Source data
--------

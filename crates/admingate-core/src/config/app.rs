//! Server and CORS configuration.

use serde::{Deserialize, Serialize};

/// HTTP server configuration.
#[derive(Debug, Clone, Serialize, Deserialize)]
pub struct ServerConfig {
    /// Bind address.
    #[serde(default = "default_host")]
    pub host: String,
    /// Bind port.
    #[serde(default = "default_port")]
    pub port: u16,
    /// CORS configuration.
    #[serde(default)]
    pub cors: CorsConfig,
}

impl Default for ServerConfig {
    fn default() -> Self {
        Self {
            host: default_host(),
            port: default_port(),
            cors: CorsConfig::default(),
        }
    }
}

/// CORS (Cross-Origin Resource Sharing) configuration.
#[derive(Debug, Clone, Serialize, Deserialize)]
pub struct CorsConfig {
    /// Allowed origins (use `["*"]` for development only).
    #[serde(default = "default_allowed_origins")]
    pub allowed_origins: Vec<String>,
    /// Allowed HTTP methods.
    #[serde(default = "default_allowed_methods")]
    pub allowed_methods: Vec<String>,
    /// Max age for preflight cache in seconds.
    #[serde(default = "default_max_age")]
    pub max_age_seconds: u64,
}

impl Default for CorsConfig {
    fn default() -> Self {
        Self {
            allowed_origins: default_allowed_origins(),
            allowed_methods: default_allowed_methods(),
            max_age_seconds: default_max_age(),
        }
    }
}

fn default_host() -> String {
    "0.0.0.0".to_string()
}

fn default_port() -> u16 {
    8080
}

fn default_allowed_origins() -> Vec<String> {
    vec!["*".to_string()]
}

fn default_allowed_methods() -> Vec<String> {
    vec![
        "GET".to_string(),
        "POST".to_string(),
        "PUT".to_string(),
        "DELETE".to_string(),
        "OPTIONS".to_string(),
    ]
}

fn default_max_age() -> u64 {
    3600
}
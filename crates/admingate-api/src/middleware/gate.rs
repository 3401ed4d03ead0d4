//! Cookie-presence route gate for page paths.
//!
//! This is a lightweight check — it only asks whether an access-token
//! cookie exists. Expiry and scope validation happen later, in the
//! session layer, once a handler actually needs the token.

use axum::extract::{Request, State};
use axum::middleware::Next;
use axum::response::{IntoResponse, Redirect, Response};
use axum_extra::extract::cookie::CookieJar;
use tracing::debug;

use crate::state::AppState;

/// Auth-flow pages reachable without a session.
const AUTH_FLOW_PATHS: &[&str] = &["/signin", "/signup", "/reset-password"];

/// Prefixes the gate never touches: the API (it reports 401s itself) and
/// static assets.
const GATE_EXEMPT_PREFIXES: &[&str] = &["/api", "/static", "/favicon.ico"];

/// Redirects cookie-less page requests to the sign-in page, preserving
/// the originally requested path for post-login navigation.
pub async fn route_gate(
    State(state): State<AppState>,
    jar: CookieJar,
    request: Request,
    next: Next,
) -> Response {
    let path = request.uri().path().to_string();

    let exempt = AUTH_FLOW_PATHS
        .iter()
        .chain(GATE_EXEMPT_PREFIXES.iter())
        .any(|prefix| path.starts_with(prefix));
    if exempt {
        return next.run(request).await;
    }

    if state.cookies.access_token(&jar).is_none() {
        debug!(path = %path, "No access token cookie, redirecting to sign-in");
        let redirect: String = url::form_urlencoded::byte_serialize(path.as_bytes()).collect();
        return Redirect::temporary(&format!("/signin?redirect={redirect}")).into_response();
    }

    next.run(request).await
}
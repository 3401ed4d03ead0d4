//! Per-request token validity check and transparent refresh.

use std::sync::Arc;
use std::time::{Duration, Instant};

use axum_extra::extract::cookie::CookieJar;
use dashmap::DashMap;
use tokio::sync::Mutex;
use tracing::{debug, info};

use admingate_core::error::{AppError, ErrorKind};

use crate::cookie::CookieStore;
use crate::oauth::TokenAcquirer;
use crate::token::{TokenPair, decode};

/// How long a completed rotation is reusable by callers still presenting
/// the old refresh token. Long enough to cover requests that raced past
/// the same expired access token, short enough that a genuinely stale
/// cookie still fails.
const ROTATION_REUSE_WINDOW: Duration = Duration::from_secs(30);

/// Lazy-sweep threshold for the in-flight map.
const INFLIGHT_SWEEP_LEN: usize = 64;

/// A validated session ready for upstream calls.
#[derive(Clone)]
pub struct SessionTokens {
    /// Bearer credential for upstream calls.
    pub access_token: String,
    /// Authorization scheme, `Bearer` unless persisted metadata says
    /// otherwise.
    pub token_type: String,
    /// The rotated pair when a refresh happened; the caller must persist
    /// it back onto the response cookies.
    pub rotated: Option<TokenPair>,
}

impl SessionTokens {
    /// Whether this request triggered a refresh.
    pub fn refreshed(&self) -> bool {
        self.rotated.is_some()
    }
}

/// Outcome slot shared by concurrent refreshes of the same token.
#[derive(Default)]
struct RefreshSlot {
    outcome: Option<(TokenPair, Instant)>,
}

/// Decides, per request, whether the stored token is usable, and runs the
/// refresh-then-retry flow when it is not.
///
/// State machine: `Unauthenticated → ValidToken → (expired) → Refreshing
/// → ValidToken | Unauthenticated(forced)`. Refreshes are single-flighted
/// per refresh token so concurrent requests that both observe an expired
/// access token share one rotation instead of racing — the loser of the
/// race receives the winner's rotated pair rather than a forced re-login.
pub struct TokenGuard {
    acquirer: Arc<TokenAcquirer>,
    cookies: CookieStore,
    inflight: DashMap<String, Arc<Mutex<RefreshSlot>>>,
}

impl std::fmt::Debug for TokenGuard {
    fn fmt(&self, f: &mut std::fmt::Formatter<'_>) -> std::fmt::Result {
        f.debug_struct("TokenGuard")
            .field("inflight", &self.inflight.len())
            .finish_non_exhaustive()
    }
}

impl TokenGuard {
    /// Creates a guard over the given acquirer and cookie store.
    pub fn new(acquirer: Arc<TokenAcquirer>, cookies: CookieStore) -> Self {
        Self {
            acquirer,
            cookies,
            inflight: DashMap::new(),
        }
    }

    /// Returns a usable token for the session in the jar, refreshing if
    /// the stored access token has expired.
    ///
    /// Errors: `NotAuthenticated` when no access token is stored,
    /// `ReauthenticationRequired` when the session cannot be repaired —
    /// the caller must clear the auth cookies and send the user back
    /// through login.
    pub async fn ensure_valid(&self, jar: &CookieJar) -> Result<SessionTokens, AppError> {
        let stored = self
            .cookies
            .read(jar)
            .ok_or_else(|| AppError::not_authenticated("No access token in session"))?;

        // Undecodable tokens fall through to refresh, same as expired ones.
        let expired = decode(&stored.access_token)
            .map(|claims| claims.is_expired())
            .unwrap_or(true);

        if !expired {
            return Ok(SessionTokens {
                access_token: stored.access_token,
                token_type: stored.token_type.unwrap_or_else(|| "Bearer".to_string()),
                rotated: None,
            });
        }

        let refresh_token = stored.refresh_token.ok_or_else(|| {
            AppError::reauthentication_required("Access token expired and no refresh token stored")
        })?;

        debug!("Access token expired, refreshing");
        let pair = self.refresh_single_flight(&refresh_token).await?;

        Ok(SessionTokens {
            access_token: pair.access_token.clone(),
            token_type: pair.token_type.clone(),
            rotated: Some(pair),
        })
    }

    /// Runs one refresh grant per refresh token, memoizing the rotated
    /// pair for [`ROTATION_REUSE_WINDOW`] so racing callers converge on
    /// the same rotation.
    async fn refresh_single_flight(&self, refresh_token: &str) -> Result<TokenPair, AppError> {
        self.sweep_stale_slots();

        let slot = self
            .inflight
            .entry(refresh_token.to_string())
            .or_insert_with(|| Arc::new(Mutex::new(RefreshSlot::default())))
            .clone();

        let mut slot = slot.lock().await;

        let reusable = slot
            .outcome
            .as_ref()
            .filter(|(_, completed_at)| completed_at.elapsed() < ROTATION_REUSE_WINDOW)
            .map(|(pair, _)| pair.clone());
        if let Some(pair) = reusable {
            info!("Joining concurrent refresh, reusing rotated token pair");
            return Ok(pair);
        }
        // Any memoized rotation past its window is dropped; retrying the
        // old token upstream then fails, which is the correct stale-reuse
        // outcome.
        slot.outcome = None;

        match self.acquirer.refresh_grant(refresh_token).await {
            Ok(pair) => {
                slot.outcome = Some((pair.clone(), Instant::now()));
                Ok(pair)
            }
            Err(err) => {
                drop(slot);
                self.inflight.remove(refresh_token);

                if err.kind == ErrorKind::RefreshInvalid {
                    Err(AppError::with_source(
                        ErrorKind::ReauthenticationRequired,
                        "Refresh token rejected; session must re-authenticate",
                        err,
                    ))
                } else {
                    Err(err)
                }
            }
        }
    }

    /// Drops memoized rotations whose reuse window has passed. Slots with
    /// a refresh still in flight stay.
    fn sweep_stale_slots(&self) {
        if self.inflight.len() < INFLIGHT_SWEEP_LEN {
            return;
        }
        self.inflight.retain(|_, slot| match slot.try_lock() {
            Ok(slot) => slot
                .outcome
                .as_ref()
                .map(|(_, at)| at.elapsed() < ROTATION_REUSE_WINDOW)
                .unwrap_or(true),
            Err(_) => true,
        });
    }
}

--------

What you need to do: Take the entries above and return only the lines from the one with "use tracing::debug;" to the one with "const INFLIGHT_SWEEP_LEN: usize = 64;", both included, unchanged.

Response:
use tracing::debug;

use crate::state::AppState;

/// Auth-flow pages reachable without a session.
const AUTH_FLOW_PATHS: &[&str] = &["/signin", "/signup", "/reset-password"];

/// Prefixes the gate never touches: the API (it reports 401s itself) and
/// static assets.
const GATE_EXEMPT_PREFIXES: &[&str] = &["/api", "/static", "/favicon.ico"];

/// Redirects cookie-less page requests to the sign-in page, preserving
/// the originally requested path for post-login navigation.
pub async fn route_gate(
    State(state): State<AppState>,
    jar: CookieJar,
    request: Request,
    next: Next,
) -> Response {
    let path = request.uri().path().to_string();

    let exempt = AUTH_FLOW_PATHS
        .iter()
        .chain(GATE_EXEMPT_PREFIXES.iter())
        .any(|prefix| path.starts_with(prefix));
    if exempt {
        return next.run(request).await;
    }

    if state.cookies.access_token(&jar).is_none() {
        debug!(path = %path, "No access token cookie, redirecting to sign-in");
        let redirect: String = url::form_urlencoded::byte_serialize(path.as_bytes()).collect();
        return Redirect::temporary(&format!("/signin?redirect={redirect}")).into_response();
    }

    next.run(request).await
}
repository 3401ed4d03ead0d4
//! Per-request token validity check and transparent refresh.

use std::sync::Arc;
use std::time::{Duration, Instant};

use axum_extra::extract::cookie::CookieJar;
use dashmap::DashMap;
use tokio::sync::Mutex;
use tracing::{debug, info};

use admingate_core::error::{AppError, ErrorKind};

use crate::cookie::CookieStore;
use crate::oauth::TokenAcquirer;
use crate::token::{TokenPair, decode};

/// How long a completed rotation is reusable by callers still presenting
/// the old refresh token. Long enough to cover requests that raced past
/// the same expired access token, short enough that a genuinely stale
/// cookie still fails.
const ROTATION_REUSE_WINDOW: Duration = Duration::from_secs(30);

/// Lazy-sweep threshold for the in-flight map.
const INFLIGHT_SWEEP_LEN: usize = 64;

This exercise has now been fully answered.